I don't think he's listening when I tell him what not to do in the tough environment of the American economy. I've lived in it all my life, and my mom, like many mothers human and higher animal (cat, dog) teach their young to survive in that environment, for example, stressing delayed gratification, saving, and not pay off a credit card balance in full only as a last resort, like maybe once or twice in a lifetime.
His last five dollars, CJ.
After he told me he had enough money to eat out, he is hoping I'd buy his meal anyway.
I hate surprises, especially face to face appeals for help. They are the hardest to turn down, refusing to leave my car until given money is even harder.
That is why I have forced myself to postpone recreation on his behalf indefinitely. I don't suppose he has many friends and I don't suppose they like that kind of friendship either. I don't mind boosting his spirits with a movie and pizza now and again, it's one brother to another.
But when he starts introducing his pantry situation and his need to commute to U.MD (why is he commuting from Seat Pleasant 8 or 9 miles to UMD on the subway anyway, when he might live closer to campus, that's a no brainer, I did that in college and grad school, didn't have a car, and even when I was forced to get a flat after graduation I lived close enough to walk (9 blocks).
My mom once said, "Give [people in far away countries] a radio and immediately they ask for batteries."
I encouraged him to get low-cost canned chicken or fish, a lot of rice, and some megavitamins (and have bought him the same). If he has to rely on rice for the majority of his calories at least his teeth won't fall out from vitamin C deficiency, scurvy). I gave him enough vitamins to keep scurvy away till next March or April.
Even I have limits.
Good point. I don't know why I would leave the United States, even though I think we have a poor concept of civilization compared to our peers in the democratic industrialized world.

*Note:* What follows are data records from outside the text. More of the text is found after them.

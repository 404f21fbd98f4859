// ==========================================
// 工艺路线编排系统 - 编排会话（排序器 + 历史）
// ==========================================
// 职责: 以撤销/重做语义包装时间轴排序器
// 红线: 只有实际发生变化的变更才写入历史
//       （未找到的步骤、同位置移动、空补丁均不产生历史）
// ==========================================

use tracing::{debug, info};

use crate::domain::operation::DragPayload;
use crate::domain::step::{RoutingCodesPatch, StepTimesPatch, TimelineMetrics, TimelineStep};
use crate::domain::types::HistoryAction;
use crate::engine::history::{HistoryEntry, TimelineHistory};
use crate::engine::sequencer::{StepIdGenerator, TimelineSequencer, UuidStepIdGenerator};

/// 单个物料上下文的编排会话
///
/// 每个活动物料恰好拥有一个会话实例，不与其他物料共享
#[derive(Debug)]
pub struct RoutingSession {
    sequencer: TimelineSequencer,
    history: TimelineHistory,
}

impl RoutingSession {
    pub fn new(
        item_code: impl Into<String>,
        id_gen: Box<dyn StepIdGenerator>,
        history_limit: usize,
    ) -> Self {
        Self {
            sequencer: TimelineSequencer::new(item_code, id_gen),
            history: TimelineHistory::new(history_limit),
        }
    }

    pub fn with_defaults(item_code: impl Into<String>, history_limit: usize) -> Self {
        Self::new(item_code, Box::new(UuidStepIdGenerator), history_limit)
    }

    // ==========================================
    // 查询
    // ==========================================

    pub fn item_code(&self) -> &str {
        self.sequencer.item_code()
    }

    pub fn steps(&self) -> &[TimelineStep] {
        self.sequencer.steps()
    }

    pub fn sequencer(&self) -> &TimelineSequencer {
        &self.sequencer
    }

    pub fn history(&self) -> &TimelineHistory {
        &self.history
    }

    pub fn metrics(&self) -> TimelineMetrics {
        self.sequencer.metrics()
    }

    pub fn can_undo(&self) -> bool {
        self.history.can_undo()
    }

    pub fn can_redo(&self) -> bool {
        self.history.can_redo()
    }

    // ==========================================
    // 提交变更
    // ==========================================

    fn commit<T>(
        &mut self,
        action: HistoryAction,
        op: impl FnOnce(&mut TimelineSequencer) -> Option<T>,
    ) -> Option<T> {
        let before = self.sequencer.snapshot();
        let result = op(&mut self.sequencer);
        if result.is_some() {
            self.history.record(HistoryEntry::new(action, before));
            info!(
                item_code = %self.sequencer.item_code(),
                action = %action,
                len = self.sequencer.len(),
                undo_depth = self.history.undo_depth(),
                "时间轴变更已提交"
            );
        } else {
            debug!(action = %action, "时间轴无变化，不写入历史");
        }
        result
    }

    pub fn insert(&mut self, payload: &DragPayload, index: Option<i64>) -> Option<String> {
        self.commit(HistoryAction::Insert, |seq| seq.insert(payload, index))
    }

    pub fn move_step(&mut self, step_id: &str, to_index: i64) -> bool {
        self.commit(HistoryAction::Move, |seq| {
            seq.move_step(step_id, to_index).then_some(())
        })
        .is_some()
    }

    pub fn remove(&mut self, step_id: &str) -> Option<TimelineStep> {
        self.commit(HistoryAction::Remove, |seq| seq.remove(step_id))
    }

    pub fn update_step_times(&mut self, step_id: &str, patch: &StepTimesPatch) -> bool {
        if patch.is_empty() {
            return false;
        }
        self.commit(HistoryAction::UpdateTimes, |seq| {
            seq.update_step_times(step_id, patch).then_some(())
        })
        .is_some()
    }

    pub fn update_step_routing(&mut self, step_id: &str, patch: &RoutingCodesPatch) -> bool {
        if patch.is_empty() {
            return false;
        }
        self.commit(HistoryAction::UpdateRouting, |seq| {
            seq.update_step_routing(step_id, patch).then_some(())
        })
        .is_some()
    }

    pub fn replace_steps(&mut self, steps: Vec<TimelineStep>) {
        self.commit(HistoryAction::Replace, |seq| {
            seq.replace_steps(steps);
            Some(())
        });
    }

    pub fn clear(&mut self) -> bool {
        self.commit(HistoryAction::Clear, |seq| seq.clear().then_some(()))
            .is_some()
    }

    /// 画布位置属于显示状态，不进入历史
    pub fn set_position_x(&mut self, step_id: &str, x: f64) -> bool {
        self.sequencer.set_position_x(step_id, x)
    }

    // ==========================================
    // 撤销 / 重做
    // ==========================================

    /// 撤销，返回是否执行
    pub fn undo(&mut self) -> bool {
        if !self.history.can_undo() {
            return false;
        }
        let current = self.sequencer.snapshot();
        match self.history.undo(current) {
            Some(entry) => {
                info!(action = %entry.action, "撤销");
                self.sequencer.restore(entry.steps);
                true
            }
            None => false,
        }
    }

    /// 重做，返回是否执行
    pub fn redo(&mut self) -> bool {
        if !self.history.can_redo() {
            return false;
        }
        let current = self.sequencer.snapshot();
        match self.history.redo(current) {
            Some(entry) => {
                info!(action = %entry.action, "重做");
                self.sequencer.restore(entry.steps);
                true
            }
            None => false,
        }
    }
}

America's fascination with sending elderly parents somewhere where busy yuppies don't have to look at them..... Mom only spent six weeks in a facility, Dad died at home.
What would my mom have done? I think my problem is that I think he thinks he is entitled to certain support. He was no child of my mother, no kin of mine. It is a miracle I did help him (Jesus miracle), because usually I think we should care for international people over there not over here. Education is not even mentioned on Jesus' list of "I was such and such and you did such and such for me". It is food, medical attention, social inclusion, but not an American college education for every promising young person outside the United States.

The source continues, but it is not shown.